### Stored data:
────────────────
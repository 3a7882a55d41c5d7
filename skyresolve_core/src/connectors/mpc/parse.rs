//! Minor Planet Center JSON.
//!
//! Stage 1 (`query-identifier`) resolves a designator into an
//! [`MpcIdentity`]. Stage 2 (`get-obs`, ADES rows) supplies the position from
//! the most recent observation that has one.

use crate::connectors::{parse_number, ParseSource};
use crate::coords::Coordinate;
use crate::error::ResolveError;
use crate::model::{RawCandidate, Source};
use crate::object_types::Category;
use chrono::{DateTime, NaiveDateTime, Utc};
use serde_json::Value;

const MPC_OBJECT_URL: &str = "https://minorplanetcenter.net/db_search/show_object?object_id=";

/// What stage 1 knows about a body.
#[derive(Debug, Clone, PartialEq)]
pub struct MpcIdentity {
    pub permid: Option<String>,
    pub name: Option<String>,
    pub provisional: Option<String>,
    pub packed_provisional: Option<String>,
    pub other_designations: Vec<String>,
    pub object_type: String,
    pub is_comet: bool,
}

impl MpcIdentity {
    /// Designation used for the stage 2 lookup.
    pub fn primary_designation(&self) -> Option<&str> {
        self.permid.as_deref().or(self.provisional.as_deref())
    }

    /// `433 Eros`, `2024 AB`, `1P/Halley`
    pub fn display_name(&self) -> String {
        match (&self.permid, &self.name) {
            (Some(id), Some(name)) if self.is_comet => format!("{}/{}", id, name),
            (Some(id), Some(name)) => format!("{} {}", id, name),
            (Some(id), None) => id.clone(),
            (None, Some(name)) => name.clone(),
            (None, None) => self.provisional.clone().unwrap_or_default(),
        }
    }

    fn designations(&self) -> Vec<&str> {
        let mut out: Vec<&str> = Vec::new();
        out.extend(self.permid.as_deref());
        out.extend(self.name.as_deref());
        out.extend(self.provisional.as_deref());
        out.extend(self.packed_provisional.as_deref());
        out.extend(self.other_designations.iter().map(String::as_str));
        out
    }
}

fn string_field(value: &Value, key: &str) -> Option<String> {
    match value.get(key)? {
        Value::String(s) if !s.trim().is_empty() => Some(s.trim().to_string()),
        Value::Number(n) => Some(n.to_string()),
        _ => None,
    }
}

fn is_found(value: &Value) -> bool {
    match value.get("found") {
        Some(Value::Bool(b)) => *b,
        Some(Value::Number(n)) => n.as_i64().unwrap_or(0) > 0,
        _ => false,
    }
}

/// Parse the stage 1 answer. `Ok(None)` means the MPC does not know the body.
pub fn parse_identifier(body: &str) -> Result<Option<MpcIdentity>, ResolveError> {
    let value: Value = serde_json::from_str(body)
        .map_err(|e| ResolveError::parse(format!("MPC identifier JSON: {}", e)))?;
    if !value.is_object() {
        return Err(ResolveError::parse("MPC identifier response is not an object"));
    }
    if !is_found(&value) {
        return Ok(None);
    }

    // `object_type` is `["Minor planet", 0]` or a bare label.
    let object_type = match value.get("object_type") {
        Some(Value::Array(items)) => items.first().and_then(Value::as_str).map(str::to_string),
        Some(Value::String(s)) => Some(s.clone()),
        _ => None,
    }
    .unwrap_or_else(|| "Minor planet".to_string());

    let other_designations = value
        .get("unpacked_secondary_provisional_designations")
        .and_then(Value::as_array)
        .map(|items| {
            items
                .iter()
                .filter_map(Value::as_str)
                .map(str::to_string)
                .collect()
        })
        .unwrap_or_default();

    let provisional = string_field(&value, "unpacked_primary_provisional_designation")
        .or_else(|| string_field(&value, "iau_designation"));
    let is_comet = object_type.to_ascii_lowercase().contains("comet")
        || provisional.as_deref().is_some_and(|p| p.contains('/'));

    let identity = MpcIdentity {
        permid: string_field(&value, "permid"),
        name: string_field(&value, "name"),
        provisional,
        packed_provisional: string_field(&value, "packed_primary_provisional_designation"),
        other_designations,
        object_type,
        is_comet,
    };
    if identity.primary_designation().is_none() {
        return Err(ResolveError::parse("MPC identifier response has no designation"));
    }
    Ok(Some(identity))
}

/// One usable ADES observation.
struct Observation {
    time: DateTime<Utc>,
    coordinate: Coordinate,
    magnitude: Option<f64>,
    station: Option<String>,
}

fn parse_obstime(raw: &str) -> Option<DateTime<Utc>> {
    let raw = raw.trim();
    if let Ok(t) = DateTime::parse_from_rfc3339(raw) {
        return Some(t.with_timezone(&Utc));
    }
    NaiveDateTime::parse_from_str(raw.trim_end_matches('Z'), "%Y-%m-%dT%H:%M:%S%.f")
        .ok()
        .map(|t| t.and_utc())
}

fn number_field(row: &Value, key: &str) -> Option<f64> {
    match row.get(key)? {
        Value::Number(n) => n.as_f64(),
        Value::String(s) => parse_number(s),
        _ => None,
    }
}

fn observation(row: &Value) -> Option<Observation> {
    let time = parse_obstime(row.get("obstime")?.as_str()?)?;
    let coordinate = Coordinate::new(number_field(row, "ra")?, number_field(row, "dec")?).ok()?;
    Some(Observation {
        time,
        coordinate,
        magnitude: number_field(row, "mag"),
        station: string_field(row, "stn"),
    })
}

/// ADES rows, either top level or wrapped as `[{"ADES_DF": [...]}]`.
fn observation_rows(value: &Value) -> Result<Vec<&Value>, ResolveError> {
    let items = value
        .as_array()
        .ok_or_else(|| ResolveError::parse("MPC observations response is not an array"))?;
    let mut rows = Vec::new();
    for item in items {
        match item.get("ADES_DF").and_then(Value::as_array) {
            Some(inner) => rows.extend(inner.iter()),
            None if item.get("obstime").is_some() => rows.push(item),
            None => {}
        }
    }
    Ok(rows)
}

/// Stage 2 parser bound to the identity from stage 1.
pub struct MpcObservationParser {
    identity: MpcIdentity,
}

impl MpcObservationParser {
    pub fn new(identity: MpcIdentity) -> Self {
        Self { identity }
    }
}

impl ParseSource for MpcObservationParser {
    /// Yields at most one candidate; none when no row has a usable position.
    fn parse(&self, body: &str) -> Result<Vec<RawCandidate>, ResolveError> {
        let value: Value = serde_json::from_str(body)
            .map_err(|e| ResolveError::parse(format!("MPC observations JSON: {}", e)))?;

        let latest = observation_rows(&value)?
            .into_iter()
            .filter_map(observation)
            .max_by_key(|obs| obs.time);
        let Some(latest) = latest else {
            return Ok(Vec::new());
        };

        let identity = &self.identity;
        let name = identity.display_name();
        let category = if identity.is_comet {
            Category::Comet
        } else {
            Category::Asteroid
        };
        let lookup_id = identity.primary_designation().unwrap_or(&name).to_string();

        let mut description = format!(
            "Last observed {}",
            latest.time.format("%Y-%m-%d %H:%M UTC")
        );
        if let Some(station) = &latest.station {
            description.push_str(&format!(" from station {}", station));
        }

        Ok(vec![RawCandidate::new(
            Source::Mpc,
            &name,
            latest.coordinate.ra,
            latest.coordinate.dec,
        )
        .with_designations(&identity.designations())
        .with_type(identity.object_type.clone(), category)
        .with_magnitude(latest.magnitude)
        .with_description(description)
        .with_url(format!("{}{}", MPC_OBJECT_URL, urlencoding::encode(&lookup_id)))])
    }
}

#[cfg(test)]
mod tests {
    use super::*;

    const EROS: &str = r#"{
        "found": 1,
        "object_type": ["Minor planet", 0],
        "permid": "433",
        "packed_permid": "00433",
        "name": "Eros",
        "unpacked_primary_provisional_designation": "A898 PA",
        "packed_primary_provisional_designation": "A898P00A",
        "unpacked_secondary_provisional_designations": ["1956 PC"]
    }"#;

    fn eros() -> MpcIdentity {
        parse_identifier(EROS).unwrap().unwrap()
    }

    #[test]
    fn test_identifier_found() {
        let identity = eros();
        assert_eq!(identity.permid.as_deref(), Some("433"));
        assert_eq!(identity.display_name(), "433 Eros");
        assert_eq!(identity.primary_designation(), Some("433"));
        assert!(!identity.is_comet);
        assert_eq!(identity.object_type, "Minor planet");
    }

    #[test]
    fn test_identifier_not_found() {
        assert!(parse_identifier(r#"{"found": 0}"#).unwrap().is_none());
        assert!(parse_identifier(r#"{"found": false}"#).unwrap().is_none());
    }

    #[test]
    fn test_comet_identity() {
        let body = r#"{"found": 1, "object_type": ["Comet", 1], "permid": "1P", "name": "Halley"}"#;
        let identity = parse_identifier(body).unwrap().unwrap();
        assert!(identity.is_comet);
        assert_eq!(identity.display_name(), "1P/Halley");
    }

    #[test]
    fn test_picks_most_recent_observation_with_position() {
        let body = r#"[{"ADES_DF": [
            {"obstime": "2023-01-01T00:00:00Z", "ra": "10.0", "dec": "5.0", "mag": "12.1", "stn": "F51"},
            {"obstime": "2024-03-05T02:10:00.5Z", "ra": 45.5, "dec": -3.25, "mag": 11.4, "stn": "G96"},
            {"obstime": "2024-06-01T00:00:00Z", "ra": "", "dec": ""}
        ]}]"#;
        let candidates = MpcObservationParser::new(eros()).parse(body).unwrap();
        assert_eq!(candidates.len(), 1);

        let c = &candidates[0];
        assert_eq!(c.ra, 45.5);
        assert_eq!(c.dec, -3.25);
        assert_eq!(c.magnitude, Some(11.4));
        assert_eq!(c.canonical_id, "433");
        assert_eq!(c.category, Category::Asteroid);
        assert!(c.identifiers.contains("A898 PA"));
        assert!(c.identifiers.contains("1956 PC"));
        assert_eq!(c.confidence, 0.99);
        assert!(c.description.as_deref().unwrap().contains("2024-03-05"));
    }

    #[test]
    fn test_no_usable_observation_is_empty() {
        let body = r#"[{"ADES_DF": [{"obstime": "2024-06-01T00:00:00Z", "ra": null, "dec": null}]}]"#;
        assert!(MpcObservationParser::new(eros()).parse(body).unwrap().is_empty());
        assert!(MpcObservationParser::new(eros()).parse("[]").unwrap().is_empty());
    }

    #[test]
    fn test_malformed_observations() {
        let err = MpcObservationParser::new(eros())
            .parse(r#"{"error": "bad"}"#)
            .unwrap_err();
        assert!(matches!(err, ResolveError::Parse(_)));
    }
}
────────────────
### PROBLEM DESCRIPTION:
Write down, word for word, the lines above from the one containing "Some(Value::Number(n)) => n.as_i64().unwrap_or(0)" through the one containing "let object_type = match", both ends included.

### RESPONSE TO THIS EXERCISE:
        Some(Value::Number(n)) => n.as_i64().unwrap_or(0) > 0,
        _ => false,
    }
}

/// Parse the stage 1 answer. `Ok(None)` means the MPC does not know the body.
pub fn parse_identifier(body: &str) -> Result<Option<MpcIdentity>, ResolveError> {
    let value: Value = serde_json::from_str(body)
        .map_err(|e| ResolveError::parse(format!("MPC identifier JSON: {}", e)))?;
    if !value.is_object() {
        return Err(ResolveError::parse("MPC identifier response is not an object"));
    }
    if !is_found(&value) {
        return Ok(None);
    }

    // `object_type` is `["Minor planet", 0]` or a bare label.
    let object_type = match value.get("object_type") {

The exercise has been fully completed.